The bay area ranked 17th with nearly 5 percent of its housing facing foreclosure filings last year — 64,963 properties. That represented a nearly 4 percent jump from 2009. Figures also rose in the regions of Boise City-Nampa, Idaho, and Deltona-Daytona Beach-Ormond Beach.
Statewide, nine Sunshine State regions finished the year among the top 20 areas with the most foreclosures.
Communities in California, Florida, Nevada and Arizona accounted for 19 of the top 20 metro foreclosure rates. The Las Vegas metro area led the country with 88,198 properties in foreclosure in 2010 — nearly 11 percent of its housing.
Although foreclosure activity rose from 2009 in 149 of the nation's 206 metropolitan areas with populations higher than 200,000, the regions with the 10 highest foreclosure rates all reported decreasing foreclosure activity from 2009, the report said.
Trouble still looms in 2011, said James J. Saccacio, chief executive officer of RealtyTrac.
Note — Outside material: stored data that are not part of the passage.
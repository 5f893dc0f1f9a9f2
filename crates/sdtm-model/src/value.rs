//! Raw field values produced by visitors.

use std::cmp::Ordering;
use std::fmt;

use chrono::{NaiveDate, NaiveDateTime};

/// A raw value before format-specific coercion.
///
/// `Null` is explicit absence; it renders as an empty CSV cell and JSON `null`.
#[derive(Debug, Clone, PartialEq, Default)]
pub enum Value {
    #[default]
    Null,
    Text(String),
    Integer(i64),
    Float(f64),
    Boolean(bool),
    Date(NaiveDate),
    DateTime(NaiveDateTime),
}

impl Value {
    pub fn is_null(&self) -> bool {
        matches!(self, Value::Null)
    }

    pub fn as_text(&self) -> Option<&str> {
        match self {
            Value::Text(text) => Some(text.as_str()),
            _ => None,
        }
    }

    /// Short name of the variant, for error messages.
    pub fn kind(&self) -> &'static str {
        match self {
            Value::Null => "null",
            Value::Text(_) => "text",
            Value::Integer(_) => "integer",
            Value::Float(_) => "float",
            Value::Boolean(_) => "boolean",
            Value::Date(_) => "date",
            Value::DateTime(_) => "datetime",
        }
    }

    /// Total order used when sorting exported records.
    ///
    /// Nulls sort first, numbers compare numerically across integer and float,
    /// dates compare chronologically, everything else falls back to text.
    pub fn sort_cmp(&self, other: &Self) -> Ordering {
        match (self, other) {
            (Value::Null, Value::Null) => Ordering::Equal,
            (Value::Null, _) => Ordering::Less,
            (_, Value::Null) => Ordering::Greater,
            (Value::Integer(left), Value::Integer(right)) => left.cmp(right),
            (Value::Integer(left), Value::Float(right)) => (*left as f64).total_cmp(right),
            (Value::Float(left), Value::Integer(right)) => left.total_cmp(&(*right as f64)),
            (Value::Float(left), Value::Float(right)) => left.total_cmp(right),
            (Value::Boolean(left), Value::Boolean(right)) => left.cmp(right),
            (Value::Date(left), Value::Date(right)) => left.cmp(right),
            (Value::DateTime(left), Value::DateTime(right)) => left.cmp(right),
            (Value::Date(left), Value::DateTime(right)) => left
                .and_hms_opt(0, 0, 0)
                .map_or(Ordering::Less, |start| start.cmp(right)),
            (Value::DateTime(left), Value::Date(right)) => right
                .and_hms_opt(0, 0, 0)
                .map_or(Ordering::Greater, |start| left.cmp(&start)),
            _ => self.to_string().cmp(&other.to_string()),
        }
    }
}

/// Renders the value the way it is written to CSV.
impl fmt::Display for Value {
    fn fmt(&self, f: &mut fmt::Formatter<'_>) -> fmt::Result {
        match self {
            Value::Null => Ok(()),
            Value::Text(text) => f.write_str(text),
            Value::Integer(value) => write!(f, "{value}"),
            Value::Float(value) => write!(f, "{value}"),
            Value::Boolean(true) => f.write_str("Y"),
            Value::Boolean(false) => f.write_str("N"),
            Value::Date(date) => write!(f, "{}", date.format("%Y-%m-%d")),
            Value::DateTime(datetime) => write!(f, "{}", datetime.format("%Y-%m-%dT%H:%M:%S")),
        }
    }
}

impl From<&str> for Value {
    fn from(value: &str) -> Self {
        Value::Text(value.to_string())
    }
}

impl From<String> for Value {
    fn from(value: String) -> Self {
        Value::Text(value)
    }
}

impl From<&String> for Value {
    fn from(value: &String) -> Self {
        Value::Text(value.clone())
    }
}

impl From<i64> for Value {
    fn from(value: i64) -> Self {
        Value::Integer(value)
    }
}

impl From<i32> for Value {
    fn from(value: i32) -> Self {
        Value::Integer(i64::from(value))
    }
}

impl From<u32> for Value {
    fn from(value: u32) -> Self {
        Value::Integer(i64::from(value))
    }
}

impl From<f64> for Value {
    fn from(value: f64) -> Self {
        Value::Float(value)
    }
}

impl From<bool> for Value {
    fn from(value: bool) -> Self {
        Value::Boolean(value)
    }
}

impl From<NaiveDate> for Value {
    fn from(value: NaiveDate) -> Self {
        Value::Date(value)
    }
}

impl From<NaiveDateTime> for Value {
    fn from(value: NaiveDateTime) -> Self {
        Value::DateTime(value)
    }
}

impl<T: Into<Value>> From<Option<T>> for Value {
    fn from(value: Option<T>) -> Self {
        value.map_or(Value::Null, Into::into)
    }
}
"Foreclosure levels remained five to 10 times higher than historic norms in most of those hard-hit markets, where deep fault lines of risk remain and could potentially trigger more waves of foreclosure activity in 2011 and beyond," he said.
The foreclosure rise doesn't surprise one Tampa Realtor.
Rae Catanese of Prudential Tropical Realty said banks are moving slowly to accept offers on short sales. The houses fall into foreclosure after buyers wait three months or longer and eventually walk away, she said.
"It's difficult for buyers to wait," she said.
Despite the higher number of foreclosures, Catanese said many foreigners and cash buyers are scouring the market again for the best deals.
"It's the busiest I've been in more than 3½ years," she said. "I've had to funnel leads to other agents."